Problem statement: Return the number of lines below with "const" in them, and nothing else.

[Saved entries]
┌──
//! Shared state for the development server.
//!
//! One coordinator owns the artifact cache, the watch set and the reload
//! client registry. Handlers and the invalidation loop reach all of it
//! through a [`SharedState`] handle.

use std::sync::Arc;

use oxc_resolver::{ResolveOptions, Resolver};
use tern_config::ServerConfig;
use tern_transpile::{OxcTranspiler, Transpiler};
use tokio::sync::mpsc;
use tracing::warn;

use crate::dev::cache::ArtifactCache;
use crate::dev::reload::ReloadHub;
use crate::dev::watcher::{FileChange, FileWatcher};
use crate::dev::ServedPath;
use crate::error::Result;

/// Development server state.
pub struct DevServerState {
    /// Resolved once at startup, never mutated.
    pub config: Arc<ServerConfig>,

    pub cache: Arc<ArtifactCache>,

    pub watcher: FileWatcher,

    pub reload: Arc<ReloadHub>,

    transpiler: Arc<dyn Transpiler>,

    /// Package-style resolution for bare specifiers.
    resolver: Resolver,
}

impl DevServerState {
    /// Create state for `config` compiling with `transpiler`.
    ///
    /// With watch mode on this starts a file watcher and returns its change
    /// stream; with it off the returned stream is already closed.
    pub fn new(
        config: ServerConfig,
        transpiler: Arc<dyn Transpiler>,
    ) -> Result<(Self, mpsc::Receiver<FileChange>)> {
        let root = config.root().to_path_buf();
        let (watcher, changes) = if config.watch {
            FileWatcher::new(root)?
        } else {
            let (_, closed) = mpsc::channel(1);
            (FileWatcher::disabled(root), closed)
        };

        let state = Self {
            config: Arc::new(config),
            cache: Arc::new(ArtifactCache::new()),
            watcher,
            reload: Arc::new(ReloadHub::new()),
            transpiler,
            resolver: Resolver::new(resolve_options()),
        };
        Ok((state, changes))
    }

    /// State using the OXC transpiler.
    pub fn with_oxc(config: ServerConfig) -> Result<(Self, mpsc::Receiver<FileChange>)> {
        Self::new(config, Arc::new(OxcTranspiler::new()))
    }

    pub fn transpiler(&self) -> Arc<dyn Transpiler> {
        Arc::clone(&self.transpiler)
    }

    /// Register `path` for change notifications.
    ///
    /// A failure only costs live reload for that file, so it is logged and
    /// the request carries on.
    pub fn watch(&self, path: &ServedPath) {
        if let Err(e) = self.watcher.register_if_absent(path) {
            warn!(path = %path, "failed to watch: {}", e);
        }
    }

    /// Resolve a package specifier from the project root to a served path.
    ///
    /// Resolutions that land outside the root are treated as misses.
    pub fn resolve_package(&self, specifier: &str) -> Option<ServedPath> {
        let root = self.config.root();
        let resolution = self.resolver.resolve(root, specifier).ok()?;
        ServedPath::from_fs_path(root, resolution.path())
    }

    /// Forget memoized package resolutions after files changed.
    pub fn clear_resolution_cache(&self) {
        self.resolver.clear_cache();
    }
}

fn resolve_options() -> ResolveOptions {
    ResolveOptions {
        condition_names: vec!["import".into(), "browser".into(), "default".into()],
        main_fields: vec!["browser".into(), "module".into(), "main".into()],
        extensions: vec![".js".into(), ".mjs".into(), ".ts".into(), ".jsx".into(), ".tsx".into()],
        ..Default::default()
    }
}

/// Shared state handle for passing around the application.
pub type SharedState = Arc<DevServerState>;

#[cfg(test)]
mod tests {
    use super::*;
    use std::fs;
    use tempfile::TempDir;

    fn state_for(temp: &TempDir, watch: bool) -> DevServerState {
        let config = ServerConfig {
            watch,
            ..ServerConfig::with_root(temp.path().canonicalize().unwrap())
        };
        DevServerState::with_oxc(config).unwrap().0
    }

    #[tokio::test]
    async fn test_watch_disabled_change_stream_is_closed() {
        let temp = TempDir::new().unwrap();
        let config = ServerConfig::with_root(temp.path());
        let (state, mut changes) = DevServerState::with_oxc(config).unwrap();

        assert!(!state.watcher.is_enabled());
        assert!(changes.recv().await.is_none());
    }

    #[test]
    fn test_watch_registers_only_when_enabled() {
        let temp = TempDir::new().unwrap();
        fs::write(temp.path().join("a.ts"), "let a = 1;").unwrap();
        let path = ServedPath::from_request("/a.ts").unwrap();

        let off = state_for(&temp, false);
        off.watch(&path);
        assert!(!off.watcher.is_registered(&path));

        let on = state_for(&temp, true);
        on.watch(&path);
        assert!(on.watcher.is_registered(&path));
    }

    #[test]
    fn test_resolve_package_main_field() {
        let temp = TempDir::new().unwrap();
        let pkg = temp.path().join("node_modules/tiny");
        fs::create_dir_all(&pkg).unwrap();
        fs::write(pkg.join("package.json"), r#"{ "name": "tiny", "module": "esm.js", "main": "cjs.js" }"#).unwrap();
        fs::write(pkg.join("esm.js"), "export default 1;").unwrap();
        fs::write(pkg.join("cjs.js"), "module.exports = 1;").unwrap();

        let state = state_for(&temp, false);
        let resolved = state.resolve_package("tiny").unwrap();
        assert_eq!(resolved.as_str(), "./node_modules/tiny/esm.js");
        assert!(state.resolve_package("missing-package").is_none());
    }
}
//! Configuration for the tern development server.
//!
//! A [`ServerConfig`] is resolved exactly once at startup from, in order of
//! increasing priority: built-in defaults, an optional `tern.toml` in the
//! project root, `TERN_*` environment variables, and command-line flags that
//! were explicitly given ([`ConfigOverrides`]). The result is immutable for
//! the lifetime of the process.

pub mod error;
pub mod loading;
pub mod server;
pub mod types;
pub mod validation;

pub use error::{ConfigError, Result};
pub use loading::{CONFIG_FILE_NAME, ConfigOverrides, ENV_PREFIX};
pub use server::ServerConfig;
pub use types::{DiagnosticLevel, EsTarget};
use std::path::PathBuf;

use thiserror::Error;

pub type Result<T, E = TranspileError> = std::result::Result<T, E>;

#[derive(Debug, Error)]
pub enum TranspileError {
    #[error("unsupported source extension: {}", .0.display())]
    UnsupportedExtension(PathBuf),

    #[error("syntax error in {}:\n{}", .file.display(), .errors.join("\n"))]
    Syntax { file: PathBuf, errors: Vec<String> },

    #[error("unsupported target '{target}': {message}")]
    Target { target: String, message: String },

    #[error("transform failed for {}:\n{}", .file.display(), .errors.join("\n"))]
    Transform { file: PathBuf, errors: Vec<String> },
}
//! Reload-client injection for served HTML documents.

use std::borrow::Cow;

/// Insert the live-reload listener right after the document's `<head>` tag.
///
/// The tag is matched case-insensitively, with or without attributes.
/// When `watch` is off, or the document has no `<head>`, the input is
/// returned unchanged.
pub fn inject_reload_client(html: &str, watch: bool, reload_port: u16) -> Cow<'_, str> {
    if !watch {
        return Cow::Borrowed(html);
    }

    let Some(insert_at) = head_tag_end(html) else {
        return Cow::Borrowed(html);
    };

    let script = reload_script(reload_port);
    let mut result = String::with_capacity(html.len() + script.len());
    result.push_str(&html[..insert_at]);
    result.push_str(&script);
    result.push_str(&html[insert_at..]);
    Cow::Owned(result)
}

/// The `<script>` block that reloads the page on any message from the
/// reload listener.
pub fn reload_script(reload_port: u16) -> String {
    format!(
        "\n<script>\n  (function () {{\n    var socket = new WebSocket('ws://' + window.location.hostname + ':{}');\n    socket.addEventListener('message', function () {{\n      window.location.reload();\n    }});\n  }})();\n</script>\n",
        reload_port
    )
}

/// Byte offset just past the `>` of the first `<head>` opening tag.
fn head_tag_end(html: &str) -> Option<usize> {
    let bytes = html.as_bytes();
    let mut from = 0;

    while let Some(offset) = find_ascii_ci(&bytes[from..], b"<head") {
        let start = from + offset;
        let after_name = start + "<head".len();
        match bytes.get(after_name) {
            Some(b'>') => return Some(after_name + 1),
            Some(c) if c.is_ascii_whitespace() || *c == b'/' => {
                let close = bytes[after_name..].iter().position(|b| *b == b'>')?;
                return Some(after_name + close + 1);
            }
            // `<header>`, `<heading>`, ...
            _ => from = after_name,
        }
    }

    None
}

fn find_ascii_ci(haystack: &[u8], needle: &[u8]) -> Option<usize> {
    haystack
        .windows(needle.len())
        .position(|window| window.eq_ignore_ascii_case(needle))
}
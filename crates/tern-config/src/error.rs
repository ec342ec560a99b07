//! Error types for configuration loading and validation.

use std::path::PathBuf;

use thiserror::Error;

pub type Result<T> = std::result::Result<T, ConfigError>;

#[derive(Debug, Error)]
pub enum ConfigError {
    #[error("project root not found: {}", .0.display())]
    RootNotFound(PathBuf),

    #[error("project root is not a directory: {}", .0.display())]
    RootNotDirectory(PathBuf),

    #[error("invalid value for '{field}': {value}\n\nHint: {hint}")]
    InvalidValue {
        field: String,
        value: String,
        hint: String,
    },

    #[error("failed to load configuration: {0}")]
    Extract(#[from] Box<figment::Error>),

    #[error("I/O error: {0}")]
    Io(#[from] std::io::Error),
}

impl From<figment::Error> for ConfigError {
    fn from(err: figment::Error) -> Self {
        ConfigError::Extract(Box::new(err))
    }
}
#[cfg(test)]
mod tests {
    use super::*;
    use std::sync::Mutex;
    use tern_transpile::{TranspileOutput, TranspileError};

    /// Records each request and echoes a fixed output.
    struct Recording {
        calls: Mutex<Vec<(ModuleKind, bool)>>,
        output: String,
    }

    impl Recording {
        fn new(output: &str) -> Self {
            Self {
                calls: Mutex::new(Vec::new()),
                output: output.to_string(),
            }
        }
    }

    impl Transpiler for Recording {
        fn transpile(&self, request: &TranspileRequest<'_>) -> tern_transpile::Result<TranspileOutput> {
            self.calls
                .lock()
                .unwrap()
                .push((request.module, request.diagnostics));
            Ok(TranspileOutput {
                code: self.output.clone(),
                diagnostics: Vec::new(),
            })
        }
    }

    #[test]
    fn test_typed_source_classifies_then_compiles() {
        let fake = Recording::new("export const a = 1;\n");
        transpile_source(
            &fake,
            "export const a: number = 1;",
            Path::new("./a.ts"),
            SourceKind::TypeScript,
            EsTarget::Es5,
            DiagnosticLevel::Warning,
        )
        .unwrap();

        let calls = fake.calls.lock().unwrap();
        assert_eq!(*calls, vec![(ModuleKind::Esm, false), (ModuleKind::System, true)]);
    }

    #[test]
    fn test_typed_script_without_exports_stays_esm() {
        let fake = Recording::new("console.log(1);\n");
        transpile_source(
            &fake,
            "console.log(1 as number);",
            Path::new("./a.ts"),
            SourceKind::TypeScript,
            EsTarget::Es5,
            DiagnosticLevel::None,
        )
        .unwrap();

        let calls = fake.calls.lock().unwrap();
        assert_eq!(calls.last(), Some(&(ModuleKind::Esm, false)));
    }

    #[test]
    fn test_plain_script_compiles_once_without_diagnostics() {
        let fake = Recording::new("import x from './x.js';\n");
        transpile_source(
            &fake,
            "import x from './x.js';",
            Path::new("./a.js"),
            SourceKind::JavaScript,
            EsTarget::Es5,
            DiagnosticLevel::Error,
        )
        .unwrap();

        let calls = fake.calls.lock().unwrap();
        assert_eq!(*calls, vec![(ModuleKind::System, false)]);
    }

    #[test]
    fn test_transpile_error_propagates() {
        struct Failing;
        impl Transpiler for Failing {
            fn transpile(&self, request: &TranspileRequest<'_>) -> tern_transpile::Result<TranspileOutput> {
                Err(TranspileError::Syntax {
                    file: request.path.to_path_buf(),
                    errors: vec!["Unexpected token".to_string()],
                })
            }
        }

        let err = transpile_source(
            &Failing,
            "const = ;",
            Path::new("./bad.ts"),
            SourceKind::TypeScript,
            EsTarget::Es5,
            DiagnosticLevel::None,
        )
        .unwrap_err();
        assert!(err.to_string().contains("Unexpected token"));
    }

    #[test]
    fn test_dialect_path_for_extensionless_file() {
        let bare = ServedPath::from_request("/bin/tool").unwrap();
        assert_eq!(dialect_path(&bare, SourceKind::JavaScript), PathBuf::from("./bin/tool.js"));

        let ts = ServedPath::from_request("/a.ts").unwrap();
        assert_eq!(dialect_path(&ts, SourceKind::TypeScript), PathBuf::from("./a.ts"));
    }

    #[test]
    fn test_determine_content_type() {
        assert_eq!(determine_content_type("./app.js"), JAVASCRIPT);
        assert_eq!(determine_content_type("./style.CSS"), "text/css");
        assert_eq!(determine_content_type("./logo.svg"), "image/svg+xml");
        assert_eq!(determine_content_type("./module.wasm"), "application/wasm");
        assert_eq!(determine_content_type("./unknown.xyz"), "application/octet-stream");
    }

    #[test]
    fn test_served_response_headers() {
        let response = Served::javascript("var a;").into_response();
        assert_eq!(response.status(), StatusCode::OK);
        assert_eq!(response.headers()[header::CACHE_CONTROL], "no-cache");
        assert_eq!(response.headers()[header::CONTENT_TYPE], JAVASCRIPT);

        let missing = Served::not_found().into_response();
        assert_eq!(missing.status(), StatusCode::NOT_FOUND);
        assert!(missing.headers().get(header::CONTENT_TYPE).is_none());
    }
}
└──
The completed task: 3